All of the reviewers of my book, "The Art of Encaustic Painting," said quite positive things about it and most gave it five stars. Thank you, one and all. However for those two reviewers who described it as "cultish," I'd like you to know how I researched the book:
. I ran a classified ad for two months in Art News asking for "reproduction quality" images of strong encaustic painting.
. I searched the visual data base, maintained by a wax paint manufacturer, of the work of hundreds of artists who work in wax.
. I visited galleries in New York City and elsewhere for at least a decade, taking announcement cards and getting contact information.

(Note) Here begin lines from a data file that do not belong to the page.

//! CSV Data Loader Module
//! Reads the orders and geolocation CSV files into typed records using Polars.

use crate::data::records::{
    self, parse_number, parse_timestamp, GeoPoint, OrderDataset, OrderRecord, DATETIME_COLUMNS,
    REQUIRED_GEO_COLUMNS, REQUIRED_ORDER_COLUMNS,
};
use log::{info, warn};
use polars::prelude::*;
use std::path::{Path, PathBuf};
use thiserror::Error;

#[derive(Error, Debug)]
pub enum LoaderError {
    #[error("Failed to load {path}: {reason}")]
    DataLoad { path: PathBuf, reason: String },
    #[error("{path} is missing required column(s): {}", .missing.join(", "))]
    Schema { path: PathBuf, missing: Vec<String> },
    #[error("Failed to read CSV column: {0}")]
    Csv(#[from] PolarsError),
}

/// Loads the dashboard's two input datasets.
pub struct DataLoader;

impl DataLoader {
    /// Load the orders file, parse its timestamp columns and sort by approval time.
    pub fn load_orders(path: impl AsRef<Path>) -> Result<OrderDataset, LoaderError> {
        let path = path.as_ref();
        let df = Self::read_csv(path, &REQUIRED_ORDER_COLUMNS)?;

        let order_ids = Self::string_values(&df, records::ORDER_ID)?;
        let categories = Self::string_values(&df, records::PRODUCT_CATEGORY_NAME)?;
        let payments = Self::string_values(&df, records::PAYMENT_VALUE)?;
        let reviews = Self::string_values(&df, records::REVIEW_SCORE)?;

        let mut timestamps = Vec::with_capacity(DATETIME_COLUMNS.len());
        for name in DATETIME_COLUMNS {
            let raw = Self::string_values(&df, name)?;
            let parsed: Vec<_> = raw.iter().map(|v| v.and_then(parse_timestamp)).collect();
            Self::report_coerced(path, name, &raw, &parsed);
            timestamps.push(parsed);
        }

        let payment_values: Vec<_> = payments.iter().map(|v| v.and_then(parse_number)).collect();
        Self::report_coerced(path, records::PAYMENT_VALUE, &payments, &payment_values);
        let review_scores: Vec<_> = reviews.iter().map(|v| v.and_then(parse_number)).collect();
        Self::report_coerced(path, records::REVIEW_SCORE, &reviews, &review_scores);

        let rows = (0..df.height())
            .map(|i| OrderRecord {
                order_id: order_ids[i]
                    .map(str::trim)
                    .filter(|id| !id.is_empty())
                    .map(str::to_string),
                product_category_name: categories[i]
                    .map(str::trim)
                    .filter(|c| !c.is_empty())
                    .map(str::to_string),
                order_approved_at: timestamps[0][i],
                order_delivered_carrier_date: timestamps[1][i],
                order_delivered_customer_date: timestamps[2][i],
                order_estimated_delivery_date: timestamps[3][i],
                order_purchase_timestamp: timestamps[4][i],
                shipping_limit_date: timestamps[5][i],
                payment_value: payment_values[i],
                review_score: review_scores[i],
            })
            .collect();

        let dataset = OrderDataset::from_records(rows);
        info!("Loaded {} order rows from {}", dataset.len(), path.display());
        Ok(dataset)
    }

    /// Load the geolocation file. Rows without two parseable coordinates are skipped.
    pub fn load_geo(path: impl AsRef<Path>) -> Result<Vec<GeoPoint>, LoaderError> {
        let path = path.as_ref();
        let df = Self::read_csv(path, &REQUIRED_GEO_COLUMNS)?;

        let lats = Self::string_values(&df, records::GEOLOCATION_LAT)?;
        let lngs = Self::string_values(&df, records::GEOLOCATION_LNG)?;

        let points: Vec<GeoPoint> = lats
            .iter()
            .zip(lngs.iter())
            .filter_map(|(lat, lng)| {
                Some(GeoPoint {
                    lat: lat.and_then(parse_number)?,
                    lng: lng.and_then(parse_number)?,
                })
            })
            .collect();

        let skipped = df.height() - points.len();
        if skipped > 0 {
            warn!(
                "Skipped {} geolocation row(s) without valid coordinates in {}",
                skipped,
                path.display()
            );
        }
        info!("Loaded {} geolocation points from {}", points.len(), path.display());
        Ok(points)
    }

    /// Read every column as text so parsing stays permissive and under our control.
    fn read_csv(path: &Path, required: &[&str]) -> Result<DataFrame, LoaderError> {
        if !path.is_file() {
            return Err(LoaderError::DataLoad {
                path: path.to_path_buf(),
                reason: "file not found".to_string(),
            });
        }

        let df = LazyCsvReader::new(path)
            .with_infer_schema_length(Some(0))
            .with_ignore_errors(true)
            .finish()
            .and_then(|lazy| lazy.collect())
            .map_err(|e| LoaderError::DataLoad {
                path: path.to_path_buf(),
                reason: e.to_string(),
            })?;

        let missing: Vec<String> = required
            .iter()
            .filter(|name| df.column(name).is_err())
            .map(|name| name.to_string())
            .collect();
        if !missing.is_empty() {
            return Err(LoaderError::Schema {
                path: path.to_path_buf(),
                missing,
            });
        }

        if df.height() == 0 {
            return Err(LoaderError::DataLoad {
                path: path.to_path_buf(),
                reason: "file has no data rows".to_string(),
            });
        }

        Ok(df)
    }

    fn string_values<'a>(
        df: &'a DataFrame,
        name: &str,
    ) -> Result<Vec<Option<&'a str>>, LoaderError> {
        let column = df.column(name)?;
        Ok(column.str()?.into_iter().collect())
    }

    /// Log how many non-blank cells of a column could not be parsed.
    fn report_coerced<T>(path: &Path, column: &str, raw: &[Option<&str>], parsed: &[Option<T>]) {
        let coerced = raw
            .iter()
            .zip(parsed)
            .filter(|(r, p)| r.is_some_and(|s| !s.trim().is_empty()) && p.is_none())
            .count();
        if coerced > 0 {
            warn!(
                "{}: {} value(s) in column '{}' could not be parsed and were set to null",
                path.display(),
                coerced,
                column
            );
        }
    }
}
//! E-Commerce Public Data Analysis
//!
//! Loads the pre-joined orders dataset and the geolocation dataset, filters
//! orders by approval date and derives the views shown on the dashboard.
//!
//! Pipeline: [`data::DataLoader`] → [`data::DataProcessor`] → [`stats::Aggregator`].

pub mod charts;
pub mod config;
pub mod data;
pub mod stats;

. I found very little in the way of representational or figurative work. I did, of course, find some wonderful images, which I included in the book, but percentagewise, the number was small. And it was smaller still because some of the slides were not repro quality or the work did not have the boldness it needed to hold its own in print.
. On this last point--the boldness: By the time you see a work in print, it is many times removed from the original painting. Sublety gets lost, which is why I opted for bold, bright, luminous images.
Since the publication of "The Art of Encaustic Painting," I have found some wonderful figurative and representational painters. Or, should I say, they have found me. But to imply that I somehow selected images from limited group of artists when in fact I made a wide-ranging search, does a disservice to both the art and to me. The fact is that there ARE more artists working abstractly in encaustic that representationally.